Thank you scullerkurt! Appreciate the responses. I'll make a note and employ this next brew day!:mug:
 
Took me a while to figure this out as well... I may look for some type of air bleeder valve to install there, it really is a pain to disconnect that hose to let air out
 
Danam, I was wondering if you had a checklist for the BrewEasy? I am looking to go from winging brewing to paying more attention to get better results. I have made good beer so far but I want to get more consistent results and brew faster by not scrambling.
 
Danam, I was wondering if you had a checklist for the BrewEasy? I am looking to go from winging brewing to paying more attention to get better results. I have made good beer so far but I want to get more consistent results and brew faster by not scrambling.

You know, being a pilot, you would think I would've made a checklist! Alas, I do not have one... But I probably should. Next time I brew I will draw one up and post it here on the thread... Being that I only brew about once a month, it would certainly be helpful.
 
You know, being a pilot, you would think I would've made a checklist! Alas, I do not have one... But I probably should. Next time I brew I will draw one up and post it here on the thread... Being that I only brew about once a month, it would certainly be helpful.

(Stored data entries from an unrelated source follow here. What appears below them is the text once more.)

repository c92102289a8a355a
// Copyright 2026 the Foilmatch Authors
// SPDX-License-Identifier: Apache-2.0

//! Foilmatch: match a photographed wing section against a library of
//! airfoil profiles.
//!
//! The crate is the engine behind the interactive viewer: the 2D
//! transform algebra, the observable document model, the canvas
//! controller with its drag gestures, and the `.dat` profile library.
//! The windowing toolkit is a collaborator, reached only through the
//! traits in [`render::surface`], [`components::binder`] and the event
//! types in [`editing::mouse`]. The bundled binary is a headless front
//! that ranks a profile library against a saved analysis document.

pub mod components;
pub mod editing;
pub mod foil;
pub mod geometry;
pub mod model;
pub mod render;
pub mod settings;
pub mod theme;

use anyhow::Context;
use std::path::Path;

/// Entry point of the headless matcher: load the analysis document at
/// `document`, rank every `.dat` profile in `library` against its camber
/// handles and print the best matches.
pub fn run(document: &Path, library: &Path) -> anyhow::Result<()> {
    // Initialize tracing subscriber (can be controlled via RUST_LOG env var)
    tracing_subscriber::fmt()
        .with_env_filter(
            tracing_subscriber::EnvFilter::from_default_env()
                .add_directive("foilmatch=info".parse().unwrap()),
        )
        .init();

    let mut doc = model::Document::new();
    let analysis = model::read_model(&mut doc, document)
        .with_context(|| format!("loading {}", document.display()))?;

    let upper = analysis.upper(&doc);
    let lower = analysis.lower(&doc);
    tracing::info!("measured camber: upper {upper:.3}, lower {lower:.3}");

    let ranked = foil::rank_library(library, upper, lower)
        .with_context(|| format!("scanning {}", library.display()))?;
    if ranked.is_empty() {
        anyhow::bail!("no usable profiles in {}", library.display());
    }

    for (rank, result) in ranked.iter().take(10).enumerate() {
        println!(
            "{:>2}. {:<32} {:.6}  ({})",
            rank + 1,
            result.name.lines().next().unwrap_or(""),
            result.score,
            result.path.display()
        );
    }
    Ok(())
}
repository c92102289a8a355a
// Copyright 2026 the Foilmatch Authors
// SPDX-License-Identifier: Apache-2.0

//! Widget-side components: binders between text fields and attributes.

pub mod binder;

pub use binder::{AngleCodec, Binder, FloatCodec, TextWidget, ValueCodec, VectorBinder};
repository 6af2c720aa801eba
//! Tailing, multiplexing and discovery of transcript files.

mod discovery;
mod error;
mod index;
mod locator;
mod multiplexer;
mod subagent;
mod tailer;

pub use discovery::{DiscoveryHandler, DynamicDiscovery};
pub use error::WatcherError;
pub use index::{IndexError, IndexedSource, SessionIndex, INDEX_VERSION};
pub use locator::{
    agent_file_name, default_projects_root, discover_subagent_files, extract_agent_id,
    find_latest_in_root, find_latest_session, find_project_sessions_dir, find_session_by_id,
    locate_by_cwd, project_path_hash, resolve_session, subagents_dir_for,
};
pub use multiplexer::{MuxCallback, Source, SourceMultiplexer};
pub use subagent::{is_valid_agent_id, DiscoveryRegistry, Registration, DEFAULT_MAX_SUBAGENTS};
pub use tailer::{
    ErrorCallback, FileTailer, Fingerprint, LineCallback, ReadGate, ReadMode, SourceCursor,
};
use notify::event::ModifyKind;
use notify::{EventKind, RecommendedWatcher, RecursiveMode, Watcher};
use sha2::{Digest, Sha256};
use tokio::io::AsyncReadExt;
use tokio::sync::mpsc;
use tokio::task::JoinHandle;
use tokio::time::MissedTickBehavior;
use tokio_util::sync::CancellationToken;

use super::error::WatcherError;
use crate::config::WatchConfig;

/// Callback receiving each emitted record.
pub type LineCallback = Arc<dyn Fn(String) + Send + Sync>;

/// Callback receiving unexpected I/O failures.
pub type ErrorCallback = Arc<dyn Fn(WatcherError) + Send + Sync>;

/// How a source file is split into records.
#[derive(Debug, Clone, Copy, PartialEq, Eq, Default)]
pub enum ReadMode {
    /// Each newline-terminated line is one record.
    #[default]
    Lines,
    /// The whole file is one record, emitted when its content changes.
    WholeDocument,
}

/// SHA-256 of file content.
pub type Fingerprint = [u8; 32];

fn fingerprint(bytes: &[u8]) -> Fingerprint {
    Sha256::digest(bytes).into()
}

/// Chunk size used when hashing the consumed prefix from disk.
const PREFIX_CHUNK: usize = 64 * 1024;

/// Length of the newline-terminated part of `content`.
fn complete_len(content: &[u8]) -> usize {
    content
        .iter()
        .rposition(|&b| b == b'\n')
        .map_or(0, |i| i + 1)
}

fn split_records(complete: &[u8]) -> impl Iterator<Item = String> + '_ {
    complete
        .split(|&b| b == b'\n')
        .take(complete.iter().filter(|&&b| b == b'\n').count())
        .map(|raw| {
            String::from_utf8_lossy(raw)
                .trim_end_matches('\r')
                .to_string()
        })
}
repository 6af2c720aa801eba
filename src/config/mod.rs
//! Configuration module.

mod loader;
mod types;

pub use loader::*;
pub use types::*;
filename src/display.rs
//! Console rendering of decoded events and session changes.
//!
//! Event lines are plain text so they can be buffered and replayed
//! unchanged; only the console banners are colored.

use std::io::{self, Write};

use owo_colors::OwoColorize;

use crate::decoder::{Event, EventKind};
use crate::session::{OutputSink, SessionListSnapshot, SessionStatus, SessionSummary, SwitchEvent};

/// Maximum length for truncated display strings.
const DEFAULT_MAX_LEN: usize = 200;
const TOOL_MAX_LEN: usize = 80;
const RESULT_MAX_LEN: usize = 150;

/// Truncate a string to at most `max_len` characters, adding ellipsis if
/// truncated.
#[must_use]
pub fn truncate(s: &str, max_len: usize, raw_mode: bool) -> String {
    if raw_mode || s.chars().count() <= max_len {
        return s.to_string();
    }
    if max_len <= 3 {
        return "...".to_string();
    }
    let kept: String = s.chars().take(max_len - 3).collect();
    format!("{kept}...")
}

/// Collapse line breaks so one event stays on one console line.
fn single_line(s: &str) -> String {
    s.split_whitespace().collect::<Vec<_>>().join(" ")
}

fn tag(kind: EventKind) -> &'static str {
    match kind {
        EventKind::UserMessage => "[USER]",
        EventKind::AssistantText => "[ASSISTANT]",
        EventKind::Thinking => "[THINKING]",
        EventKind::ToolCall => "[TOOL]",
        EventKind::ToolResult => "[RESULT]",
        EventKind::System => "[SYSTEM]",
        EventKind::Summary => "[SUMMARY]",
    }
}

/// Render `event` as one line of text.
#[must_use]
pub fn format_event(event: &Event, raw_mode: bool) -> String {
    let text = if raw_mode {
        event.text.clone()
    } else {
        single_line(&event.text)
    };
    let body = match event.kind {
        EventKind::ToolCall => {
            let name = event.tool_name.as_deref().unwrap_or("?");
            format!("{name} {}", truncate(&text, TOOL_MAX_LEN, raw_mode))
        }
        EventKind::ToolResult => truncate(&text, RESULT_MAX_LEN, raw_mode),
        _ => truncate(&text, DEFAULT_MAX_LEN, raw_mode),
    };
    match event.timestamp {
        Some(ts) => format!("{} {} {}", ts.format("%H:%M:%S"), tag(event.kind), body.trim_end()),
        None => format!("{} {}", tag(event.kind), body.trim_end()),
    }
}

/// Prints active session output to stdout.
#[derive(Debug, Default)]
pub struct ConsoleSink;

impl OutputSink for ConsoleSink {
    fn output(&self, _id: &str, content: &str) {
        println!("{content}");
        let _ = io::stdout().flush();
    }

    fn switched(&self, event: &SwitchEvent) {
        print_switch(event);
    }

    fn session_added(&self, session: &SessionSummary) {
        println!(
            "{} {} {}",
            "[SESSION+]".magenta().bold(),
            session.label.cyan(),
            session.path.display().dimmed()
        );
        let _ = io::stdout().flush();
    }
}

/// Print the banner for a session switch followed by its history.
pub fn print_switch(event: &SwitchEvent) {
    let status = match event.session.status {
        SessionStatus::Running => "running".green().to_string(),
        SessionStatus::Done => "done".dimmed().to_string(),
    };
    println!(
        "{} {} ({}, {} buffered)",
        "[SESSION]".blue().bold(),
        event.session.label.cyan(),
        status,
        event.history.len()
    );
    for line in &event.history {
        println!("{line}");
    }
    let _ = io::stdout().flush();
}

/// Print every session, marking the active one.
pub fn print_session_list(snapshot: &SessionListSnapshot) {
    for (i, session) in snapshot.sessions.iter().enumerate() {
        let marker = if session.active { "*" } else { " " };
        let status = match session.status {
            SessionStatus::Running => "running".green().to_string(),
            SessionStatus::Done => "done".dimmed().to_string(),
        };
        println!(
            "{} {} {} {} {}",
            marker.yellow().bold(),
            format!("{i:>2}").dimmed(),
            session.label.cyan(),
            status,
            session.id.dimmed()
        );
    }
    let _ = io::stdout().flush();
}

/// Print an error message.
pub fn print_error(message: &str) {
    println!("{} {}", "[ERROR]".red().bold(), message);
    let _ = io::stdout().flush();
}
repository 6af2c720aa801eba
//! Known subagent identifiers.
//!
//! Subagent ids come from file names and from decoded log content, so they
//! are attacker-controlled. Only short hexadecimal ids are accepted before
//! they are ever joined onto a path.

use std::collections::HashSet;

/// Default maximum number of subagents to track.
pub const DEFAULT_MAX_SUBAGENTS: usize = 256;

const MIN_ID_LEN: usize = 7;
const MAX_ID_LEN: usize = 40;

/// Check that `id` is 7 to 40 hexadecimal characters.
///
/// # Examples
///
/// ```
/// use agent_tail::watcher::is_valid_agent_id;
///
/// assert!(is_valid_agent_id("a0627b6"));
/// assert!(!is_valid_agent_id("../etc"));
/// ```
#[must_use]
pub fn is_valid_agent_id(id: &str) -> bool {
    (MIN_ID_LEN..=MAX_ID_LEN).contains(&id.len()) && id.bytes().all(|b| b.is_ascii_hexdigit())
}

/// Outcome of [`DiscoveryRegistry::register_if_new`].
#[derive(Debug, Clone, Copy, PartialEq, Eq)]
pub enum Registration {
    /// First sighting; the caller must attach the source.
    New,
    /// Already registered.
    Known,
    /// Rejected by id validation.
    Invalid,
    /// Registry is full.
    LimitReached,
}

/// Set of validated subagent ids seen during this run.
///
/// Grows monotonically; every mutation goes through
/// [`DiscoveryRegistry::register_if_new`].
#[derive(Debug)]
pub struct DiscoveryRegistry {
    known: HashSet<String>,
    max_agents: usize,
}

impl DiscoveryRegistry {
    /// Create an empty registry with specified maximum capacity.
    #[must_use]
    pub fn new(max_agents: usize) -> Self {
        Self {
            known: HashSet::new(),
            max_agents,
        }
    }

    /// Create a registry pre-populated with ids already attached elsewhere.
    #[must_use]
    pub fn with_known<I, S>(ids: I, max_agents: usize) -> Self
    where
        I: IntoIterator<Item = S>,
        S: AsRef<str>,
    {
        let mut registry = Self::new(max_agents);
        for id in ids {
            let _ = registry.register_if_new(id.as_ref());
        }
        registry
    }

    /// Record `id` unless it is invalid, known, or over the limit.
    pub fn register_if_new(&mut self, id: &str) -> Registration {
        if !is_valid_agent_id(id) {
            tracing::debug!(id = %id, "Rejecting invalid subagent id");
            return Registration::Invalid;
        }
        if self.known.contains(id) {
            return Registration::Known;
        }
        if self.known.len() >= self.max_agents {
            tracing::warn!(
                id = %id,
                max = self.max_agents,
                "Subagent limit reached, ignoring registration"
            );
            return Registration::LimitReached;
        }
        tracing::debug!(id = %id, "Registered subagent");
        self.known.insert(id.to_string());
        Registration::New
    }

    #[must_use]
    pub fn contains(&self, id: &str) -> bool {
        self.known.contains(id)
    }

    /// Get the total number of known ids.
    #[must_use]
    pub fn count(&self) -> usize {
        self.known.len()
    }

    /// Known ids in sorted order.
    #[must_use]
    pub fn ids(&self) -> Vec<String> {
        let mut ids: Vec<String> = self.known.iter().cloned().collect();
        ids.sort();
        ids
    }

    /// Forget every id.
    pub fn reset(&mut self) {
        self.known.clear();
    }
}

impl Default for DiscoveryRegistry {
    fn default() -> Self {
        Self::new(DEFAULT_MAX_SUBAGENTS)
    }
}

Here is the checklist I put together. I think I did most things but I did not follow it to a "t".

Recipe Formulation
Create Recipe
Adjust hops for AA differences
Determine water profile
Determine Salt Additions

Before buying ingredients
Check equipment (tubing, disconnects, etc.) for missing pieces
Buy Yeast and DME (if needed)
Make starter
Obtain RO water (if possible)
Check propane

Buying Ingredients
Call ahead for malt grinding
Adjust hops for AA differences
Buy propane if needed

Night before brew day
Measure salts
Measure hops (not necessary)
Setup boil kettle with water
Add salts
Cold crash starter (if ready)

Equipment needed on brew day
PH meter
Thermometer
Throughmometer
Refractometer
Lighter
Chugger Pump
Sump Pump
Mash paddle
Therminator

Brew day
Fire burner
Cold crash starter (if ready)
Start recirculation when near mashin temp
Turn off recirculation and close mash drain when at temp, fill up top kettle
Add malt
Stir
Wait 10 minutes and then recirculate
Wait 5 minutes then take pH
Chill pH sample then determine pH
Make any necessary additions
Finish initial mash step and then ramp (according to schedule)
Finish mash schedule
Stop recirculating, replace gasket to slow drainage flow
Slowly heat the boil kettle while draining.
Once draining has finished, remove the mash tun, add any FWH hops and reach the boil
Decant starter and put in the fermentation chamber
Empty and clean mash tun
Reach boil and follow boil and hop schedule
Set up cooling loop
Sanitize fermenters
Start recirculation with 15 minutes left in the boil and add whirlfloc
Turn off burner
Either whirlpool or start chilling
If summer, use ground water until the water reaches ~100 degrees then switch to ice bath
Once pitching temperature is reached, move the worth to the fermenters, measure gravity
Add yeast and oxygen
Start fermentation schedule

Fermentation tasks
Swirl beer periodically
Check gravity before crash
Dry hop
Crash (unless cloudy style)
Add gelatin
Bottle

Bottling
Obtain bottles, caps, and sugar
Clean and sanitize bottles
Wands
Spigets
Bottling bucket
Capper
Caps​
Determine beer volume, beer style carbonation, and calculate sugar needed
Make syrup
Add and swirl syrup
 
Danam404, one of your post I believe I read you may be brewing with water from your hot water tap. By all means it's your decision but I would never cook or drink with water from a hot water tank.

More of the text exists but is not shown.